Count every line in the data that contains the word "ConditionalState", then report that number alone.
(Record excerpts)
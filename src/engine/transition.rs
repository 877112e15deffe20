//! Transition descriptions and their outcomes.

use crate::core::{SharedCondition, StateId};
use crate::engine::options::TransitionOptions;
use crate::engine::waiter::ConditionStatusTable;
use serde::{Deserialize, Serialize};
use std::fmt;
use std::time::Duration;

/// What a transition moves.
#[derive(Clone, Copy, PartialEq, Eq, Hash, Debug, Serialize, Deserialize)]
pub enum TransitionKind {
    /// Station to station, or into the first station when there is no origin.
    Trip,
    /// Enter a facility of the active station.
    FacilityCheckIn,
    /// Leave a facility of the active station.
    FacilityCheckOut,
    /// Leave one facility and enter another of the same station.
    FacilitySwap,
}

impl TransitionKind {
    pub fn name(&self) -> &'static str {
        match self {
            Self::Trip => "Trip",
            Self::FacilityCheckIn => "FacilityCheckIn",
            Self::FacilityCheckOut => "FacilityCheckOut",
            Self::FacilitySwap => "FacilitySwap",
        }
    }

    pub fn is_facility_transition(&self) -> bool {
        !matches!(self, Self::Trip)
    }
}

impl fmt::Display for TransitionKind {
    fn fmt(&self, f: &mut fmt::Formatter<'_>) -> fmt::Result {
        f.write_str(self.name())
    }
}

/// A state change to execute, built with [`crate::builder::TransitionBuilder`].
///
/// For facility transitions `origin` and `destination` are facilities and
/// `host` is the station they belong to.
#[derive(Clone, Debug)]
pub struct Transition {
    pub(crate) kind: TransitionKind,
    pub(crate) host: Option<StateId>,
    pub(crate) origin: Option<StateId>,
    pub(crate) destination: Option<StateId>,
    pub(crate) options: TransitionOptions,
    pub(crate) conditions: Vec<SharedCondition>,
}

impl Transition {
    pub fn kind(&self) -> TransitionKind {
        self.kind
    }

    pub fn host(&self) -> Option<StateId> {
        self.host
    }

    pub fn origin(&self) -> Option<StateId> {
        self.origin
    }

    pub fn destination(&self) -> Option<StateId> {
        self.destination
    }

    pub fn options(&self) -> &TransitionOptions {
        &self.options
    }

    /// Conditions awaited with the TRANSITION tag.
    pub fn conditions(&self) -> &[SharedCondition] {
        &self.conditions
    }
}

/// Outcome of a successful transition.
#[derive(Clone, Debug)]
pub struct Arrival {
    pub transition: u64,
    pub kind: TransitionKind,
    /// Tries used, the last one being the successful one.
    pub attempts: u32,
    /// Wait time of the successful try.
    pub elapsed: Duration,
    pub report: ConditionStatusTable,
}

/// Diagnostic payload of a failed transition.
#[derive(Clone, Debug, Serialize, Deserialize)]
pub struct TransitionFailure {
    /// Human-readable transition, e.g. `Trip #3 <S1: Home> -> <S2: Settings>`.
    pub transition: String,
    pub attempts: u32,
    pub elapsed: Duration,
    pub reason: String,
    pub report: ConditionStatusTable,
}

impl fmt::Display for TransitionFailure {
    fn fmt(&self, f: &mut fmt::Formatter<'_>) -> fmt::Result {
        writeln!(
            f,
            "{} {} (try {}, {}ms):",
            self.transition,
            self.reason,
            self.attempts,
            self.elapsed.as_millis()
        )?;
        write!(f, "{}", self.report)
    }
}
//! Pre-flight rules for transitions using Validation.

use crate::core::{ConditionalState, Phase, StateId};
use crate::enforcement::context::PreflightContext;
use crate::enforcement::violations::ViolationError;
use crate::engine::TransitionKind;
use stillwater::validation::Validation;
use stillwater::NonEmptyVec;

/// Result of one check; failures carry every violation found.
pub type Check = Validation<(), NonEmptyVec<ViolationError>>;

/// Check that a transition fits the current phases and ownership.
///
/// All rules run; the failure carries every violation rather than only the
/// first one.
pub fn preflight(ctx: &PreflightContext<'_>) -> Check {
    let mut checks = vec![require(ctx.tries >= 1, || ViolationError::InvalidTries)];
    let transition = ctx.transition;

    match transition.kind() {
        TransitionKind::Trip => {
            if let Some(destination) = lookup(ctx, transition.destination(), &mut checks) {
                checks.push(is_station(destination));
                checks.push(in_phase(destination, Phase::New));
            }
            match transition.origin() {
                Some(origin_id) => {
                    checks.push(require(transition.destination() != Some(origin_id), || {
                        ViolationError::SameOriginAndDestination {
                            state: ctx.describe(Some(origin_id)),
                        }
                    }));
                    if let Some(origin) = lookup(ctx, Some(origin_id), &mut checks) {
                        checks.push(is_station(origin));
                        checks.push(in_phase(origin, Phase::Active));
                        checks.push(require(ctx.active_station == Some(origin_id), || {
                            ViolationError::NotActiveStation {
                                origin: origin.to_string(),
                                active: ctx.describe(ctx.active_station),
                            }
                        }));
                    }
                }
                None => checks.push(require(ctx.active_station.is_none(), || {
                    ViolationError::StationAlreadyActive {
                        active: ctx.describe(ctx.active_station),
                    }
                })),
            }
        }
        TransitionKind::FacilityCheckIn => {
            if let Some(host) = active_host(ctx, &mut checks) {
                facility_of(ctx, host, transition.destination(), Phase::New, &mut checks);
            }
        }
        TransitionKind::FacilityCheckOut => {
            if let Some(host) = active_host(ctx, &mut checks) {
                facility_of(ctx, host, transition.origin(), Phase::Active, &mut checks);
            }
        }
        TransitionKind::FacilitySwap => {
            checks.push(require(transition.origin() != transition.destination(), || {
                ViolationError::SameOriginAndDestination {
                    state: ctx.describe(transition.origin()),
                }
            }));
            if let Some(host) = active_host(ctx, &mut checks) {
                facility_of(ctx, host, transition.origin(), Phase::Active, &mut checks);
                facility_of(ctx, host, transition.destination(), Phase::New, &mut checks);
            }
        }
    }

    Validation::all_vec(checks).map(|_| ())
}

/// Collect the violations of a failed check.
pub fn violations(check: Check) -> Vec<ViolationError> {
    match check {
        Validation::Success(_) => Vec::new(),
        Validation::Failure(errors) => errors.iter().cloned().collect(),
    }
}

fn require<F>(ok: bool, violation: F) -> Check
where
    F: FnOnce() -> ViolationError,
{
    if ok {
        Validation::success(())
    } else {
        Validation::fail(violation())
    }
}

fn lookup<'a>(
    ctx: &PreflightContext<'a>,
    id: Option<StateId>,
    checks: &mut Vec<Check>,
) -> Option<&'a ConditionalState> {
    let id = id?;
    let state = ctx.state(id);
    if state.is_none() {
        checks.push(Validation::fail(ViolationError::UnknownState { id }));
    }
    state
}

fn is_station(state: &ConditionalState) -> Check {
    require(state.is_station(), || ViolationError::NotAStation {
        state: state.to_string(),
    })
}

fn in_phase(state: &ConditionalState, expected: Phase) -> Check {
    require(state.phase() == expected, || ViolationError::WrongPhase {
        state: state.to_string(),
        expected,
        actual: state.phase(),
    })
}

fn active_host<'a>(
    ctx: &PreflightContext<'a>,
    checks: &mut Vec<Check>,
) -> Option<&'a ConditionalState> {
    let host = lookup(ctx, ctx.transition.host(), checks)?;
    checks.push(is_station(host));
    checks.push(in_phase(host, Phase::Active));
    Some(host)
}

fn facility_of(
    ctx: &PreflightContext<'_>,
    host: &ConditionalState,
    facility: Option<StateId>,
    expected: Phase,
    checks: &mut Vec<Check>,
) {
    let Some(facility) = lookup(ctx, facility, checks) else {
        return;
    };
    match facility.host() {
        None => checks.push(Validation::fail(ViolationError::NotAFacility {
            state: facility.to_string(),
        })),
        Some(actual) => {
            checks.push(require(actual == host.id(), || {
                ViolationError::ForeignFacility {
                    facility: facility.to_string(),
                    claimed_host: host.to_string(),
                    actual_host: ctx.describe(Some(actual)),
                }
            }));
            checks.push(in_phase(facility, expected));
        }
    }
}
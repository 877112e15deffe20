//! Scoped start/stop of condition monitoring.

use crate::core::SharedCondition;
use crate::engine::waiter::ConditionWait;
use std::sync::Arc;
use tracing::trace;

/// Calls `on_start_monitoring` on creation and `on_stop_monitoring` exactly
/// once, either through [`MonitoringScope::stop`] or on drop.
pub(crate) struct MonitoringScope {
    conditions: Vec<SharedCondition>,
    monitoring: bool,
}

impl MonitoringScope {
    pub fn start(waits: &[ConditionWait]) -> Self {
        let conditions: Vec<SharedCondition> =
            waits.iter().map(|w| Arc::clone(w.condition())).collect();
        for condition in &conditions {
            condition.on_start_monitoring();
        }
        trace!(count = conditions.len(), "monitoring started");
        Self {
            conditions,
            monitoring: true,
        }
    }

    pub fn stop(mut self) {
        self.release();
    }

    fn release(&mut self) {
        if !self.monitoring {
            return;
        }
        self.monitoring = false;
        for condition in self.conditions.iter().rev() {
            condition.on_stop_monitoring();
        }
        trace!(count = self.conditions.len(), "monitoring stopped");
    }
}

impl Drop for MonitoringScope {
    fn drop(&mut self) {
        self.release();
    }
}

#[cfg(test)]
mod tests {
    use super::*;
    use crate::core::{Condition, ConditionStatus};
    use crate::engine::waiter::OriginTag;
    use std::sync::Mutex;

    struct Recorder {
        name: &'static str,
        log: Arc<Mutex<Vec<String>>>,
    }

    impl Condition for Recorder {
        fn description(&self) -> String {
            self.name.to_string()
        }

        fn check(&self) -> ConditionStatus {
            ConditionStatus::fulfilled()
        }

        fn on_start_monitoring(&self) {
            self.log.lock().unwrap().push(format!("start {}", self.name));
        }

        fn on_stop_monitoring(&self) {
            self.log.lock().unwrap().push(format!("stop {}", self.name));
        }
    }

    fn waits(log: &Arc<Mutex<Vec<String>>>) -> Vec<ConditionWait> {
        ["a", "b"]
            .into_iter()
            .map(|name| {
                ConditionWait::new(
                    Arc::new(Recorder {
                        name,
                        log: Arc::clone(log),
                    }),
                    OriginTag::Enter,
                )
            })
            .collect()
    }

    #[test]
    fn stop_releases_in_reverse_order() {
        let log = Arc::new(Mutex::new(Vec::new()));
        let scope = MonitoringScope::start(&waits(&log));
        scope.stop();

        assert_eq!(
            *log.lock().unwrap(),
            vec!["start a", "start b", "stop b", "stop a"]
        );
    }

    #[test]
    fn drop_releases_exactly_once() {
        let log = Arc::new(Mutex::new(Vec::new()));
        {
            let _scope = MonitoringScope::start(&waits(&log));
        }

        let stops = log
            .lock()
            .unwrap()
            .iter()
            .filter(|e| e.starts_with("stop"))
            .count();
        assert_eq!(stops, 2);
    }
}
(End Record excerpts)
▶ [Reply to the task] 6